What is needed is each line of the data below that holds the string "enum".

## Data items
● ● ● ● ● ● ●

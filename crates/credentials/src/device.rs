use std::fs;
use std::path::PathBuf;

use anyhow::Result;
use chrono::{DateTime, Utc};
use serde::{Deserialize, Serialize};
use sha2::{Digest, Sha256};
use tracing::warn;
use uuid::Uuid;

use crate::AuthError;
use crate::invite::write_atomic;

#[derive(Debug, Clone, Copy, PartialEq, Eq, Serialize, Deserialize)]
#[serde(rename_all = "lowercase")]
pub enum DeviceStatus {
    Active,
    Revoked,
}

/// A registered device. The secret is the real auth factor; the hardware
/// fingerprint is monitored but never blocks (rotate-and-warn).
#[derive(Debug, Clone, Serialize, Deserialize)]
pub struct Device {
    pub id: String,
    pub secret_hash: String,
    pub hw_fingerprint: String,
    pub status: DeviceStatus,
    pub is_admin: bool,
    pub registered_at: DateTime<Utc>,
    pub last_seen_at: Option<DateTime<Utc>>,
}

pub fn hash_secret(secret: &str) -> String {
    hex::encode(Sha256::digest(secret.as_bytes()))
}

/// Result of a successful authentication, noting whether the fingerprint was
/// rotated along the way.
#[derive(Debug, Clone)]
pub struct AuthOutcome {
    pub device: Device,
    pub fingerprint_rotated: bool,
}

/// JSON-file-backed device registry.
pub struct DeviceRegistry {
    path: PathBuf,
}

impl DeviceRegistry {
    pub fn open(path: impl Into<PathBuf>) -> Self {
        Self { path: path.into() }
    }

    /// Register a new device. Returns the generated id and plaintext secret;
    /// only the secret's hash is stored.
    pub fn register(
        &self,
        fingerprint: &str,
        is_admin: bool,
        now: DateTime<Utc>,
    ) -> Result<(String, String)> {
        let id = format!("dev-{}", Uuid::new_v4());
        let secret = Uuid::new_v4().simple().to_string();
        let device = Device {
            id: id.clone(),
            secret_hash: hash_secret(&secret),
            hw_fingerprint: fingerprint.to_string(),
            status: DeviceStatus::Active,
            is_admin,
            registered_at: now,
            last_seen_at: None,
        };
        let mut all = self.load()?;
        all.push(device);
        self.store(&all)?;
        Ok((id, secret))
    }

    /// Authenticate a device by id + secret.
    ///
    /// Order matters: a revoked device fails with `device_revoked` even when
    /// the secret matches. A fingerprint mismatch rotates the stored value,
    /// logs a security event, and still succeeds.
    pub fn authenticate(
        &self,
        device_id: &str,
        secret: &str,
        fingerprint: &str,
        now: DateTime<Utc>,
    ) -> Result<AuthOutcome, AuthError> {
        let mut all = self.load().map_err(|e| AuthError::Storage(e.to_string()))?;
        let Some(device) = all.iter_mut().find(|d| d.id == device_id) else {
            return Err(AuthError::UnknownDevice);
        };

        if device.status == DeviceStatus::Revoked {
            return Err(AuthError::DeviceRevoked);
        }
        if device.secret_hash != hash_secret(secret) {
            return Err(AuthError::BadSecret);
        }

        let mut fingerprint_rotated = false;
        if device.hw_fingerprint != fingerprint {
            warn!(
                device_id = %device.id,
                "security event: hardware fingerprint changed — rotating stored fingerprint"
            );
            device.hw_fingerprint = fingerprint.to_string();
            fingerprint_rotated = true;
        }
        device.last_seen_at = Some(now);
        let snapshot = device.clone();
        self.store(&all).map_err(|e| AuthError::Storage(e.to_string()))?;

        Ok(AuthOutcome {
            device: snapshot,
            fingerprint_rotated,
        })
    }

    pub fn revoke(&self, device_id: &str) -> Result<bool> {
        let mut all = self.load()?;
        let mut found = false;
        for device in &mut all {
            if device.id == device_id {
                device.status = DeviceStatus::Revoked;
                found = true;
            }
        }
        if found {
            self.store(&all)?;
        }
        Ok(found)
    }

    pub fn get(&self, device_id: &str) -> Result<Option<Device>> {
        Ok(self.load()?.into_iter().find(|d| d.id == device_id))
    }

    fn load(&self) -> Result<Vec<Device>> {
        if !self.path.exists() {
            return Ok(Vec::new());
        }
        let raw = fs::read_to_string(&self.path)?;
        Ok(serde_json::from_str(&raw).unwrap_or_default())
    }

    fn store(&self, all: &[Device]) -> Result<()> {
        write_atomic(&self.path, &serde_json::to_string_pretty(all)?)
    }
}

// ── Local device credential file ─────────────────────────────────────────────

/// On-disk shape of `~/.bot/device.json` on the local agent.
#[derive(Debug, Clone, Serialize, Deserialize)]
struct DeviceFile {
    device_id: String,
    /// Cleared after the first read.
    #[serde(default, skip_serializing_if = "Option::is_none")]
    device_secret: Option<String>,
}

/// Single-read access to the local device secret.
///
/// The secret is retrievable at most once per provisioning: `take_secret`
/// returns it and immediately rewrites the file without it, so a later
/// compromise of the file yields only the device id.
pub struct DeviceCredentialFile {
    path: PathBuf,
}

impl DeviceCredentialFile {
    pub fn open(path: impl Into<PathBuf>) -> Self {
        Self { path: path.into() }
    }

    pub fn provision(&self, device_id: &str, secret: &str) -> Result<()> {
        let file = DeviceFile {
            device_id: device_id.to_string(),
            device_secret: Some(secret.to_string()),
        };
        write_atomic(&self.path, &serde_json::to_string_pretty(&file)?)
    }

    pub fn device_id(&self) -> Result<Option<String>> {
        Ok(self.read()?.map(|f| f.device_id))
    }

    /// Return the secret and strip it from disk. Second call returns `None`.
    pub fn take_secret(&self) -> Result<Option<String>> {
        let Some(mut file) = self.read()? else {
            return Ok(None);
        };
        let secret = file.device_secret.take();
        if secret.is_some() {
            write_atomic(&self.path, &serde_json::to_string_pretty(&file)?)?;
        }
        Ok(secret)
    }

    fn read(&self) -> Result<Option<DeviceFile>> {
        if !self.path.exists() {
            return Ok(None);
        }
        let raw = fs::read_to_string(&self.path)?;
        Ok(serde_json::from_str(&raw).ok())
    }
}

● ● ● ● ● ● ●

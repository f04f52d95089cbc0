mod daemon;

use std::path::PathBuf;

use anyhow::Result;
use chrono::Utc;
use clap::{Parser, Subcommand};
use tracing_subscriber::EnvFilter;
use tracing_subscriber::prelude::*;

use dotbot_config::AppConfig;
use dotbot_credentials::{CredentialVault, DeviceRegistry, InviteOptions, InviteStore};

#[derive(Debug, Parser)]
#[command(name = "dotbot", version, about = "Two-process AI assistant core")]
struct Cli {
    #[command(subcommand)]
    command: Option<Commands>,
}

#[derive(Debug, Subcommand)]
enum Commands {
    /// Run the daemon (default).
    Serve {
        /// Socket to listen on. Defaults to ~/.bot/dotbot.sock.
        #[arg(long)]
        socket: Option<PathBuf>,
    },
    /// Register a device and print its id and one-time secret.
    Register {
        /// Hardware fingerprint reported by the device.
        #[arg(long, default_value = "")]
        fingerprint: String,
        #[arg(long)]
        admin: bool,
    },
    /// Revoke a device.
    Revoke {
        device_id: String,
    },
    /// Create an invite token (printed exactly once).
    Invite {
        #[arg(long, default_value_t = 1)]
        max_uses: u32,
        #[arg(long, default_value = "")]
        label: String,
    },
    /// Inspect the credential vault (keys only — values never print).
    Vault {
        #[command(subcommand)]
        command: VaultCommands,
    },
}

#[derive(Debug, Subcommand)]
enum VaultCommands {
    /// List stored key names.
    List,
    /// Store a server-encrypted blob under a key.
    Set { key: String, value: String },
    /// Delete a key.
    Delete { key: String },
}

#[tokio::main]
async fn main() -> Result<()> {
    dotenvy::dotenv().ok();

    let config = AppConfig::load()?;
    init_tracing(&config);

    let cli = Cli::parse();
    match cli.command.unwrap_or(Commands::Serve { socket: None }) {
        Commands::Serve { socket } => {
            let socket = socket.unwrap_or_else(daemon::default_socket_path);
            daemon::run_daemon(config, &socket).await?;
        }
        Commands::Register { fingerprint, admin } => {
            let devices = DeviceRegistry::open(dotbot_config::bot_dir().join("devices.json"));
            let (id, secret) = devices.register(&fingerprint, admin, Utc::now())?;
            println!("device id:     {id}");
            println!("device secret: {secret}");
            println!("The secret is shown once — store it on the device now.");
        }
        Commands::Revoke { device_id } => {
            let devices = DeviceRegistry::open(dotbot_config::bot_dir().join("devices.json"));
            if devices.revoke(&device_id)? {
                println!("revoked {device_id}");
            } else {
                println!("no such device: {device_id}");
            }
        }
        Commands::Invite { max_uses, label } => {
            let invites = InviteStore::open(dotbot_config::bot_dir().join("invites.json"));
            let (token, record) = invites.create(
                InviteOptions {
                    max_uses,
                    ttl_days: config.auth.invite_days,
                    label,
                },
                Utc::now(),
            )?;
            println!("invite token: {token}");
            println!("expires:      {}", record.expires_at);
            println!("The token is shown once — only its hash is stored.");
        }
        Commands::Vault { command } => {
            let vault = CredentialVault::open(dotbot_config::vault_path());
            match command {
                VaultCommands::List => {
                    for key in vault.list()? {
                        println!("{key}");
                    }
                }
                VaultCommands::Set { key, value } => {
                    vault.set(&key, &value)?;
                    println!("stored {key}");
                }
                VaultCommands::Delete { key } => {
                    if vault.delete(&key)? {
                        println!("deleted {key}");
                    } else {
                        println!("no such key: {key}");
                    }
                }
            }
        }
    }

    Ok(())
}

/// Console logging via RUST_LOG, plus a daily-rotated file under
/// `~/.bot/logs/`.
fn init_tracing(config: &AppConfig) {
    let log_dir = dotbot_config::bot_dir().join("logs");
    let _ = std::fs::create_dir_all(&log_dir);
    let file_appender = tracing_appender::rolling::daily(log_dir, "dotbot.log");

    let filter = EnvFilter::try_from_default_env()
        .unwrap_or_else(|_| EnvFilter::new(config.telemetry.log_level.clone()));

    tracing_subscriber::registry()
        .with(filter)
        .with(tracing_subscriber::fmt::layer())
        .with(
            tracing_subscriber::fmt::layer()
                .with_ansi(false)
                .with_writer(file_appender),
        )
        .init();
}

● ● ● ● ● ● ●

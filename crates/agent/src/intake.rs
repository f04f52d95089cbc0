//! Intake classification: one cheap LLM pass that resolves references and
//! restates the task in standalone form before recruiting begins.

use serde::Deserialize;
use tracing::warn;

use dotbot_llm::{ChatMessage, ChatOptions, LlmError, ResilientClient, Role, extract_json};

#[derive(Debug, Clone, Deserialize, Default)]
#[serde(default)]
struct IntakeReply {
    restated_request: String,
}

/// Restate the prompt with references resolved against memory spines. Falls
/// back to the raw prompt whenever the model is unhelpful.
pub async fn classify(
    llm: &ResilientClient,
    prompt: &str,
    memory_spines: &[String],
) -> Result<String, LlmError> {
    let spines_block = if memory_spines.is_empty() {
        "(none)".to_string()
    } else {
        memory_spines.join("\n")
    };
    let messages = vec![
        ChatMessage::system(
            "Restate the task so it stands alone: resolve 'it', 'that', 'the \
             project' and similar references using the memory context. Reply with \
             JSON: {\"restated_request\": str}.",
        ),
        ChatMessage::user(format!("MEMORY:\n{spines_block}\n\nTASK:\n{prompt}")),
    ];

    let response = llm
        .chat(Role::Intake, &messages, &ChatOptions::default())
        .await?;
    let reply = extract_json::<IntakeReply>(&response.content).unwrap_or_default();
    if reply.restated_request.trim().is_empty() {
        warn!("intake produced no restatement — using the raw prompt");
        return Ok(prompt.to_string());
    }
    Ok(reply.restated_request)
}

● ● ● ● ● ● ●

## THE ANSWER
pub enum DeviceStatus {
enum Commands {
enum VaultCommands {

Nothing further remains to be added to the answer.